0.0% of residents lived in urban areas, while 100.0% lived in rural areas.

There were 245 households in Wayne, of which 32.2% had children under the age of 18 living in them. Of all households, 38.8% were married-couple households, 22.9% were households with a male householder and no spouse or partner present, and 31.8% were households with a female householder and no spouse or partner present. About 32.2% of all households were made up of individuals and 13.1% had someone living alone who was 65 years of age or older.

There were 292 housing units, of which 16.1% were vacant. The homeowner vacancy rate was 1.9% and the rental vacancy rate was 13.5%.
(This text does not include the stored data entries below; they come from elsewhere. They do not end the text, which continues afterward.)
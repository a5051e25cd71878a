//! Cliente HTTP para la Bot API de Telegram
//!
//! Solo usa dos métodos: `getUpdates` (long polling) y `sendMessage`.

use anyhow::{anyhow, Result};
use reqwest::Client;
use serde::de::DeserializeOwned;
use serde::Serialize;
use std::time::Duration;
use tracing::{debug, warn};

use crate::dto::{ApiResponse, GetUpdatesRequest, SendMessageRequest, Update};

/// Segundos que Telegram mantiene abierta cada petición de getUpdates
pub const LONG_POLL_TIMEOUT_SECS: u64 = 60;

#[derive(Clone)]
pub struct TelegramClient {
    client: Client,
    base_url: String,
}

impl TelegramClient {
    pub fn new(api_base: &str, token: &str) -> Result<Self> {
        let client = Client::builder()
            // margen sobre el long polling
            .timeout(Duration::from_secs(LONG_POLL_TIMEOUT_SECS + 15))
            .build()?;

        Ok(Self {
            client,
            base_url: format!("{}/bot{}", api_base.trim_end_matches('/'), token),
        })
    }

    async fn call<B: Serialize, T: DeserializeOwned>(&self, method: &str, body: &B) -> Result<T> {
        let response = self
            .client
            .post(format!("{}/{}", self.base_url, method))
            .json(body)
            .send()
            .await?;

        let status = response.status();
        let payload: ApiResponse<T> = response.json().await?;
        if !payload.ok {
            return Err(anyhow!(
                "Telegram {} falló ({}): {}",
                method,
                status,
                payload.description.unwrap_or_default()
            ));
        }

        payload
            .result
            .ok_or_else(|| anyhow!("Telegram {} respondió sin result", method))
    }

    /// Espera hasta `LONG_POLL_TIMEOUT_SECS` por updates posteriores a `offset`
    pub async fn get_updates(&self, offset: Option<i64>) -> Result<Vec<Update>> {
        let request = GetUpdatesRequest {
            offset,
            timeout: LONG_POLL_TIMEOUT_SECS,
            allowed_updates: vec!["message".to_string()],
        };
        let updates: Vec<Update> = self.call("getUpdates", &request).await?;
        if !updates.is_empty() {
            debug!("📨 {} updates recibidos", updates.len());
        }
        Ok(updates)
    }

    pub async fn send_message(&self, chat_id: i64, text: &str) -> Result<()> {
        let request = SendMessageRequest { chat_id, text };
        let _: serde_json::Value = self.call("sendMessage", &request).await.map_err(|e| {
            warn!("⚠️ No se pudo enviar mensaje a {}: {}", chat_id, e);
            e
        })?;
        Ok(())
    }
}

/// Offset siguiente para confirmar los updates ya procesados
pub fn next_offset(current: Option<i64>, updates: &[Update]) -> Option<i64> {
    updates
        .iter()
        .map(|u| u.update_id + 1)
        .max()
        .max(current)
}
//! Modelo de Driver
//!
//! Un driver se identifica por (nombre, tenant). Solo el flag `active`
//! cambia después del registro.

use chrono::{DateTime, Utc};
use serde::{Deserialize, Serialize};
use sqlx::FromRow;

/// Driver - mapea a la tabla drivers
#[derive(Debug, Clone, PartialEq, Serialize, Deserialize, FromRow)]
pub struct Driver {
    pub id: i64,
    pub tenant_id: i64,
    pub name: String,
    pub active: bool,
    pub created_at: DateTime<Utc>,
}

impl Driver {
    /// "2024-12-05 07:30:00 - Pak Ahmad" (con marca si está inactivo)
    pub fn directory_line(&self) -> String {
        let line = format!("{} - {}", self.created_at.format("%Y-%m-%d %H:%M:%S"), self.name);
        if self.active {
            line
        } else {
            format!("{} (inactive)", line)
        }
    }
}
Racial composition as of the 2020 census
| Race | Number | Percent |
|---|---|---|
| White | 411 | 65.8% |
| Black or African American | 11 | 1.8% |
| American Indian and Alaska Native | 105 | 16.8% |
| Asian | 5 | 0.8% |
| Native Hawaiian and Other Pacific Islander | 0 | 0.0% |
| Some other race | 11 | 1.8% |
| Two or more races | 82 | 13.1% |
| Hispanic or Latino (of any race) | 35 | 5.6% |

===2000 census===
As of the census of 2000, there were 714 people, 262 households, and 182 families residing in the town. The population density was 1,990.9 PD/sqmi. There were 292 housing units at an average density of 814.2 /sqmi. The racial makeup of the town was 85.29% White, 7.84% Native American, 0.14% Pacific Islander, 2.52% from other races, and 4.20% from two or more races. Hispanic or Latino of any race were 8.68% of the population.

There were 262 households, out of which 38.5% had children under the age of 18 living with them, 49.6% were married couples living together, 16.0% had a female householder with no husband present, and 30.2% were non-families. 25.2% of all households were made up of individuals, and 12.2% had someone living alone who was 65 years of age or older. The average household size was 2.73 and the average family size was 3.28.

In the town, the population was spread out, with 28.3% under the age of 18, 12.3% from 18 to 24, 26.6% from 25 to 44, 18.9% from 45 to 64, and 13.9% who were 65 years of age or older. The median age was 35 years. For every 100 females, there were 95.1 males. For every 100 females age 18 and over, there were 91.8 males.

The median income for a household in the town was $24,554, and the median income for a family was $27,404. Males had a median income of $26,667 versus $14,500 for females. The per capita income for the town was $10,485. About 18.1% of families and 24.7% of the population were below the poverty line, including 35.4% of those under age 18 and 16.4% of those age 65 or over.

==Government==
The Town of Wayne Court is located in Wayne, and the Wayne Municipal Court is held monthly at the Multi-Purpose Center. The Municipal Judge is appointed by the City Council.

==Education==
It is in the Wayne Public Schools school district.

Schools in Wayne include Wayne High School, Wayne Middle School, and Wayne Elementary School. The town also has Mid-America Technology Center, a Vocational School and College.

==Notable people==
- Harmon Dobson (1913–1967), co-founder of Whataburger; born in Wayne
- Kevin Stitt (born 1972), 28th governor of Oklahoma, attended first grade in Wayne, as recalled in his inaugural address on January 14, 2019.